The purported LLC header of one of the LLC frames in "icmp-traffic"
contains
0x03 (the 802.2 LLC control field value for a UI frame)
followed by
0x00 0x00 0x00 (the SNAP header OUI field value for
"encapsulated Ethernet")
0x08 0x00 (the SNAP header protocol value field, with an
OUI of "encapsulated Ethernet" - i.e., the
Ethernet type field value - for IP)
This sounds either like
1) a driver problem
or
2) a card firmware problem
or
3) a problem with the mode the card was in.
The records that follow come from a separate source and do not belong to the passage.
//! Relay Input Commands
//!
//! Every stdin line is either plain text (an agent response) or a slash
//! command:
//!
//! ```text
//! Hello there!                 respond with text
//! /say <text>                  same, for text starting with '/'
//! /typing on|off               toggle the typing indicator
//! /speech start|end            speech boundaries
//! /think <text>                thinking pane
//! /final <text>                response pane
//! /marquee start [key]         start a marquee over the panes
//! /marquee stop [key]          stop it
//! /clear                       blank panes and chatbox
//! /idle                        try the idle block now
//! /status                      print a status snapshot
//! /quit                        shut down
//! ```

use thiserror::Error;

/// Marquee key used when none is given
pub const DEFAULT_MARQUEE_KEY: &str = "main";

/// A parsed input line
#[derive(Clone, Debug, PartialEq, Eq)]
pub enum Command {
    /// Agent response text
    Say(String),
    /// Typing indicator on/off
    Typing(bool),
    /// Speech started
    SpeechStart,
    /// Speech ended
    SpeechEnd,
    /// Replace the thinking pane
    Think(String),
    /// Replace the response pane
    Final(String),
    /// Start a marquee under a key
    MarqueeStart(String),
    /// Stop the marquee under a key
    MarqueeStop(String),
    /// Blank panes and chatbox
    Clear,
    /// Attempt the idle block
    Idle,
    /// Print a status snapshot
    Status,
    /// Shut down
    Quit,
}

/// Why a line could not be parsed
#[derive(Debug, Error, PartialEq, Eq)]
pub enum CommandError {
    /// Unknown slash command
    #[error("unknown command: /{0}")]
    Unknown(String),

    /// Known command with a bad or missing argument
    #[error("usage: {0}")]
    Usage(&'static str),
}

fn on_off(arg: &str) -> Option<bool> {
    match arg.to_ascii_lowercase().as_str() {
        "on" | "true" | "1" | "yes" => Some(true),
        "off" | "false" | "0" | "no" => Some(false),
        _ => None,
    }
}

fn key_or_default(arg: &str) -> String {
    if arg.is_empty() {
        DEFAULT_MARQUEE_KEY.to_string()
    } else {
        arg.to_string()
    }
}

/// Parse one input line
///
/// Returns `Ok(None)` for blank lines.
///
/// # Errors
///
/// Returns an error for unknown slash commands and malformed arguments.
pub fn parse_line(line: &str) -> Result<Option<Command>, CommandError> {
    let line = line.trim();
    if line.is_empty() {
        return Ok(None);
    }
    let Some(rest) = line.strip_prefix('/') else {
        return Ok(Some(Command::Say(line.to_string())));
    };

    let (name, arg) = match rest.split_once(char::is_whitespace) {
        Some((name, arg)) => (name, arg.trim()),
        None => (rest, ""),
    };

    let command = match name.to_ascii_lowercase().as_str() {
        "say" => {
            if arg.is_empty() {
                return Err(CommandError::Usage("/say <text>"));
            }
            Command::Say(arg.to_string())
        }
        "typing" => Command::Typing(on_off(arg).ok_or(CommandError::Usage("/typing on|off"))?),
        "speech" => match arg {
            "start" => Command::SpeechStart,
            "end" => Command::SpeechEnd,
            _ => return Err(CommandError::Usage("/speech start|end")),
        },
        "think" => Command::Think(arg.to_string()),
        "final" => Command::Final(arg.to_string()),
        "marquee" => {
            let (action, key) = match arg.split_once(char::is_whitespace) {
                Some((action, key)) => (action, key.trim()),
                None => (arg, ""),
            };
            match action {
                "start" => Command::MarqueeStart(key_or_default(key)),
                "stop" => Command::MarqueeStop(key_or_default(key)),
                _ => return Err(CommandError::Usage("/marquee start|stop [key]")),
            }
        }
        "clear" => Command::Clear,
        "idle" => Command::Idle,
        "status" => Command::Status,
        "quit" | "exit" => Command::Quit,
        other => return Err(CommandError::Unknown(other.to_string())),
    };
    Ok(Some(command))
}

#[cfg(test)]
mod tests {
    use pretty_assertions::assert_eq;

    use super::*;

    fn parse(line: &str) -> Command {
        parse_line(line).unwrap().unwrap()
    }

    #[test]
    fn test_plain_text_is_said() {
        assert_eq!(parse("  Hello there!  "), Command::Say("Hello there!".into()));
        assert_eq!(parse("/say /not a command"), Command::Say("/not a command".into()));
    }

    #[test]
    fn test_blank_lines_are_skipped() {
        assert_eq!(parse_line("").unwrap(), None);
        assert_eq!(parse_line("   \t").unwrap(), None);
    }

    #[test]
    fn test_typing_and_speech() {
        assert_eq!(parse("/typing on"), Command::Typing(true));
        assert_eq!(parse("/TYPING Off"), Command::Typing(false));
        assert_eq!(parse("/speech start"), Command::SpeechStart);
        assert_eq!(parse("/speech end"), Command::SpeechEnd);
        assert_eq!(
            parse_line("/typing maybe"),
            Err(CommandError::Usage("/typing on|off"))
        );
    }

    #[test]
    fn test_panes_keep_inner_whitespace() {
        assert_eq!(parse("/think  a  b "), Command::Think("a  b".into()));
        assert_eq!(parse("/final"), Command::Final(String::new()));
    }

    #[test]
    fn test_marquee_keys() {
        assert_eq!(parse("/marquee start"), Command::MarqueeStart("main".into()));
        assert_eq!(parse("/marquee stop vision"), Command::MarqueeStop("vision".into()));
        assert!(matches!(parse_line("/marquee pause"), Err(CommandError::Usage(_))));
    }

    #[test]
    fn test_unknown_command() {
        let err = parse_line("/dance now").unwrap_err();
        assert_eq!(err, CommandError::Unknown("dance".into()));
        assert_eq!(err.to_string(), "unknown command: /dance");
    }
}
As this is the FreeBSD 4.5 "an" driver, I'm CCing Doug Ambrisko on this
one.
> Both of these caps were made with the following setup:
>
> Network: 192.168.0.0/24
> Gateway: 192.168.0.1
> OpenBSD 3.1
> Intel Etherexpress Pro (fxp)
> Victim: 192.168.0.45
> FreeBSD 4.5
> Dell Truemobile 1150 (orinoco gold)
> WAP: Linksys WAP-11 2.2
> Sniffer: (none)
> FreeBSD 4.5
> Cisco LMC352
>
> The following commands were run on the sniffer immediately after boot:
>
> [root@ocelot root]# ancontrol -i an0 -M 7
> [root@ocelot root]# ifconfig an0 up
> [root@ocelot root]# ethereal &
>
> Capture options were left as default
>
> - icmp-traffic
>
> (from victim) # ping 192.168.0.1
> 10 pings and responses, 0% loss
>
> - google-session
>
> (from victim) # nc -vv www.google.com 80
> GET / HTTP/1.0
> <response>
>
> In the google-session cap, the HTTP request is sent in frame 206, and the
> response begins at frame 228. There should be a DNS resolution
somewhere in
> there, along with the normal TCP session setup.